На верхней ступеньке я остановился, посмотрел через плечо в сад, в его темную пустоту. Взглянул и вошел в дом.
Вчерашние страхи меня оставили совсем. Убрав удочку в чуланчик, уже приспособленный отцом под рыбачье-охотничье снаряжение, я решил, что поднимусь наверх и еще раз поищу ключ от сейфа. Дедова тайна не давала мне покоя… а вам, спрашиваю, дала бы?! Конечно, можно просто отвернуться, зажать уши и сделать вид, что ничего не происходило. А на дверь мансарды повесить новый замок — побольше и попрочнее, если удастся такой найти. Но мне было слишком интересно, чтобы отказаться от поисков разгадки.
Собственно, отмечу еще раз, разгадку я знал. Просто слишком уж дикой она была, чтобы вот так сразу поверить, не попытавшись найти еще доказательства. Не знал я другого — что мне делать ВООБЩЕ с этой разгадкой. От предчувствия какой-то опасности временами дрожь пробегала по телу, честно. А еще от самой мысли, что такое — возможно наяву, в жизни, а не в книге. Вернее всего будет посоветоваться с отцом… но не раньше, чем я сам — САМ — распотрошу эту «тайну загородного особняка».
Размышляя так, я проник в коридор между черным и парадным ходом. Свет тут не горел, в стеклянных окошках по обе стороны парадной двери я видел тропинку между деревьев, ведущую к воротам. Луна ее здорово освещала… Тропинка местами искрилась — посверкивали крупинки кварца в песке.
У меня все-таки хорошо развито шестое чувство. Это генетическое, наверное — от отца, да и от того же деда. Я уже совсем собрался подняться наверх, но почему-то медлил, не уходил, а потом — неожиданно для себя! — подошел к двери и, распахнув ее, на два шага вышел в ночь. Прислушался.
И — в который уже раз здесь! — поразился тишине.
Ночью не бывает так испуганно-тихо — разве что перед грозой, но небо над головой висело ясное, чистое. И все-таки тишина стояла гробовая. Поеживаясь, я внимательно осмотрелся, стараясь дышать потише и в душе удивляясь, почему все еще не вернулся в дом.
А потом темнота впереди шевельнулась.
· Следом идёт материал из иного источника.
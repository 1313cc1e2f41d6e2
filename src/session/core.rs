//! Shared relay session state and behavior.
//!
//! Both transports extend the same base: a session identified by an opaque
//! relay-issued ID, an ack-gated outbound buffer, monotonic read/write byte
//! counters, and one backoff state shared by the read and write paths. The
//! concrete transports supply `resume_read`/`send_write`; everything else
//! (handshake, write queuing, success/error classification, retry
//! scheduling, teardown) lives here.

use std::sync::Arc;

use parking_lot::Mutex;
use reqwest::{StatusCode, Url};
use tokio::sync::mpsc;
use tokio::task::JoinHandle;
use tracing::{debug, info, warn};

use crate::buffer::AckBuffer;
use crate::core::constants::{RETRY_NOTICE_GRACE, RETRY_NOTICE_THRESHOLD};
use crate::core::{CloseReason, StreamError};
use crate::stream::{RelayOptions, StreamEvent};

use super::backoff::Backoff;

/// Session lifecycle phase.
///
/// Backing off is not a phase of its own: it is tracked by the backoff
/// state and only suppresses new attempts while the session stays `Open`.
#[derive(Debug, Clone, Copy, PartialEq, Eq)]
pub(crate) enum Phase {
    /// No handshake attempted, or the last handshake failed.
    Unopened,
    /// Handshake request in flight.
    Opening,
    /// Session established; transfer active.
    Open,
    /// Stream terminated.
    Closed,
}

/// Mutable session state. Guarded by one mutex; lock sections are
/// synchronous and never held across an await point.
#[derive(Debug)]
pub(crate) struct SessionState {
    /// Opaque session token issued by the relay. `None` until established
    /// and again after the relay reports the session gone.
    pub session_id: Option<String>,
    /// Lifecycle phase.
    pub phase: Phase,
    /// Total bytes received from the relay and delivered to the consumer.
    pub read_count: u64,
    /// Total bytes the relay has acknowledged receiving from us.
    pub write_count: u64,
    /// Outbound bytes awaiting acknowledgment.
    pub outbound: AckBuffer,
    /// Shared retry state for both request paths.
    pub backoff: Backoff,
    /// Pending one-shot retry timer, if any.
    pub backoff_timer: Option<JoinHandle<()>>,
    /// A read request is in flight.
    pub read_busy: bool,
    /// A write request (or socket drain) is in flight.
    pub write_busy: bool,
}

/// Immutable session environment plus the guarded state.
pub(crate) struct SessionCore {
    pub config: RelayOptions,
    pub http: reqwest::Client,
    pub events: mpsc::UnboundedSender<StreamEvent>,
    pub state: Mutex<SessionState>,
}

impl SessionCore {
    pub(crate) fn new(
        config: RelayOptions,
        http: reqwest::Client,
        events: mpsc::UnboundedSender<StreamEvent>,
    ) -> Self {
        Self {
            config,
            http,
            events,
            state: Mutex::new(SessionState {
                session_id: None,
                phase: Phase::Unopened,
                read_count: 0,
                write_count: 0,
                outbound: AckBuffer::new(),
                backoff: Backoff::new(),
                backoff_timer: None,
                read_busy: false,
                write_busy: false,
            }),
        }
    }

    /// Build a relay endpoint URL relative to the configured base.
    pub(crate) fn endpoint(&self, path: &str) -> Result<Url, StreamError> {
        self.config
            .relay_server
            .join(path)
            .map_err(|e| StreamError::Endpoint(e.to_string()))
    }

    /// Establish the relay session.
    ///
    /// Issues `GET /proxy?host=..&port=..` (credentials ride in the HTTP
    /// client's cookie jar); a 200 body is the opaque session ID. Failure
    /// is reported to the caller and the session remains unopened.
    pub(crate) async fn handshake(&self) -> Result<(), StreamError> {
        self.state.lock().phase = Phase::Opening;

        let mut url = self.endpoint("proxy")?;
        url.query_pairs_mut()
            .append_pair("host", &self.config.host)
            .append_pair("port", &self.config.port.to_string());

        let result = self.request_session(url).await;
        match result {
            Ok(session_id) => {
                info!(session = %session_id, "relay session established");
                let mut st = self.state.lock();
                st.session_id = Some(session_id);
                st.phase = Phase::Open;
                Ok(())
            }
            Err(err) => {
                warn!(error = %err, "relay handshake failed");
                self.state.lock().phase = Phase::Unopened;
                Err(err)
            }
        }
    }

    async fn request_session(&self, url: Url) -> Result<String, StreamError> {
        let response = self.http.get(url).send().await.map_err(|e| {
            StreamError::Handshake {
                status: None,
                detail: e.to_string(),
            }
        })?;

        let status = response.status();
        let body = response.text().await.unwrap_or_default();
        if status != StatusCode::OK {
            return Err(StreamError::Handshake {
                status: Some(status.as_u16()),
                detail: body,
            });
        }

        Ok(body.trim().to_string())
    }
}

/// The transport-specific half of a relay session.
///
/// `resume_read` and `send_write` are entry points, not loops: each call
/// either issues one attempt or is a no-op (busy, backing off, closed).
/// Request completions feed back through [`SessionOps::on_request_success`]
/// and [`SessionOps::on_request_error`], which re-invoke these entry points
/// as connectivity allows.
pub(crate) trait RelayTransport: Send + Sync + Sized + 'static {
    /// The shared session base.
    fn session(&self) -> &SessionCore;

    /// Ensure inbound delivery is active: issue the next read poll, or for
    /// the socket transport, (re)connect.
    fn resume_read(self: Arc<Self>);

    /// Transmit queued outbound bytes if any and the path is idle.
    fn send_write(self: Arc<Self>);

    /// Transport-specific teardown (abort socket tasks, etc.). Called once
    /// when the stream closes; in-flight HTTP requests are left to complete
    /// and be discarded.
    fn halt(&self);
}

/// Shared session behavior over any [`RelayTransport`].
pub(crate) trait SessionOps: RelayTransport {
    /// Queue bytes for transmission. No-op on empty input; unless backing
    /// off, kicks the write path.
    fn async_write(self: Arc<Self>, data: &[u8]) {
        if data.is_empty() {
            return;
        }
        let backing_off = {
            let mut st = self.session().state.lock();
            if st.phase == Phase::Closed {
                return;
            }
            st.outbound.write(data);
            st.backoff.is_scheduled()
        };
        if !backing_off {
            self.send_write();
        }
    }

    /// A request completed successfully; `is_read` says which path.
    ///
    /// Resets backoff. If a retry timer was pending, success is proof that
    /// connectivity is back: the timer is cancelled and its expiry action
    /// (re-attempt both paths) runs immediately. Otherwise only the
    /// completed path is re-driven.
    fn on_request_success(self: Arc<Self>, is_read: bool) {
        let pending_timer = {
            let mut st = self.session().state.lock();
            if st.phase != Phase::Open {
                return;
            }
            st.backoff.reset();
            st.backoff_timer.take()
        };

        if let Some(timer) = pending_timer {
            timer.abort();
            debug!("request succeeded during backoff; resuming both paths");
            Arc::clone(&self).resume_read();
            self.send_write();
        } else if is_read {
            self.resume_read();
        } else {
            self.send_write();
        }
    }

    /// A request failed with a recoverable transport error.
    ///
    /// Ignored before a session exists or while a retry is already
    /// scheduled. Otherwise computes the next backoff delay, rewinds the
    /// outbound buffer so unacknowledged bytes will be retransmitted, and
    /// arms a one-shot timer that re-attempts both paths.
    fn on_request_error(self: Arc<Self>, is_read: bool) {
        let (delay, delay_ms) = {
            let mut st = self.session().state.lock();
            if st.session_id.is_none() || st.backoff.is_scheduled() || st.phase != Phase::Open {
                return;
            }
            st.outbound.rewind();
            let delay = st.backoff.begin();
            (delay, st.backoff.delay_ms())
        };

        warn!(
            path = if is_read { "read" } else { "write" },
            delay_ms,
            "relay request failed; backing off"
        );

        if delay >= RETRY_NOTICE_THRESHOLD {
            let _ = self.session().events.send(StreamEvent::Retrying {
                duration: delay + RETRY_NOTICE_GRACE,
            });
        }

        let this = Arc::clone(&self);
        let timer = tokio::spawn(async move {
            tokio::time::sleep(delay).await;
            let reattempt = {
                let mut st = this.session().state.lock();
                st.backoff.timer_fired();
                st.backoff_timer = None;
                st.phase == Phase::Open
            };
            if reattempt {
                Arc::clone(&this).resume_read();
                this.send_write();
            }
        });
        self.session().state.lock().backoff_timer = Some(timer);
    }

    /// Terminate the stream.
    ///
    /// Idempotent. A `Gone` close also invalidates the session ID so no
    /// retry can reuse it. The consumer is notified with a final
    /// [`StreamEvent::Closed`].
    fn close_with(self: Arc<Self>, reason: CloseReason) {
        let timer = {
            let mut st = self.session().state.lock();
            if st.phase == Phase::Closed {
                return;
            }
            st.phase = Phase::Closed;
            if reason == CloseReason::Gone {
                st.session_id = None;
            }
            st.backoff.reset();
            st.backoff_timer.take()
        };
        if let Some(timer) = timer {
            timer.abort();
        }

        info!(%reason, "relay stream closed");
        self.halt();
        let _ = self.session().events.send(StreamEvent::Closed { reason });
    }
}

impl<T: RelayTransport> SessionOps for T {}

#[cfg(test)]
mod tests {
    use super::*;

    fn test_options() -> RelayOptions {
        RelayOptions::new(
            Url::parse("http://127.0.0.1:1/").unwrap(),
            "localhost",
            22,
        )
    }

    fn test_core() -> (SessionCore, mpsc::UnboundedReceiver<StreamEvent>) {
        let (tx, rx) = mpsc::unbounded_channel();
        let core = SessionCore::new(test_options(), reqwest::Client::new(), tx);
        (core, rx)
    }

    #[test]
    fn test_initial_state() {
        let (core, _rx) = test_core();
        let st = core.state.lock();
        assert_eq!(st.phase, Phase::Unopened);
        assert!(st.session_id.is_none());
        assert_eq!(st.read_count, 0);
        assert_eq!(st.write_count, 0);
        assert!(st.outbound.is_empty());
    }

    #[test]
    fn test_endpoint_join() {
        let (core, _rx) = test_core();
        let url = core.endpoint("read").unwrap();
        assert_eq!(url.as_str(), "http://127.0.0.1:1/read");
    }

    #[tokio::test]
    async fn test_handshake_failure_leaves_unopened() {
        // Nothing listens on port 1; the request itself fails.
        let (core, _rx) = test_core();
        let err = core.handshake().await.unwrap_err();
        assert!(matches!(err, StreamError::Handshake { status: None, .. }));
        assert_eq!(core.state.lock().phase, Phase::Unopened);
        assert!(core.state.lock().session_id.is_none());
    }
}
Метрах в десяти от меня, около кустов крыжовника, у самых корней, я увидел движение — словно что-то большое и тяжелое поднималось с земли.
Я не заорал только потому, что язык прикипел к небу, и у меня получилось выдавить лишь еле слышное сипение. Меня вообще парализовало, и какой-то частью мозга — еще работавшей! — я понял, почему так легко со своими жертвами — часто здоровыми, крепкими парнями и девчонками — расправляются разные там маньяки. Потому что это парализует — сознание и зрелище того, как в обычном, привычном тебе, понятном мире происходит что-то ужасное и противоестественное. Ко мне — почти пятнадцатилетнему, спортсмену, совсем не трусу — можно было сейчас подходить и делать со мной все, что угодно. Я покорно и тупо смотрел на оживший кусок темноты, похожий на Тварь из легуиновского «Волшебника Земноморья», ожидая, что же он предпримет в моем отношении — хотя до двери за спиной было шаг шагнуть.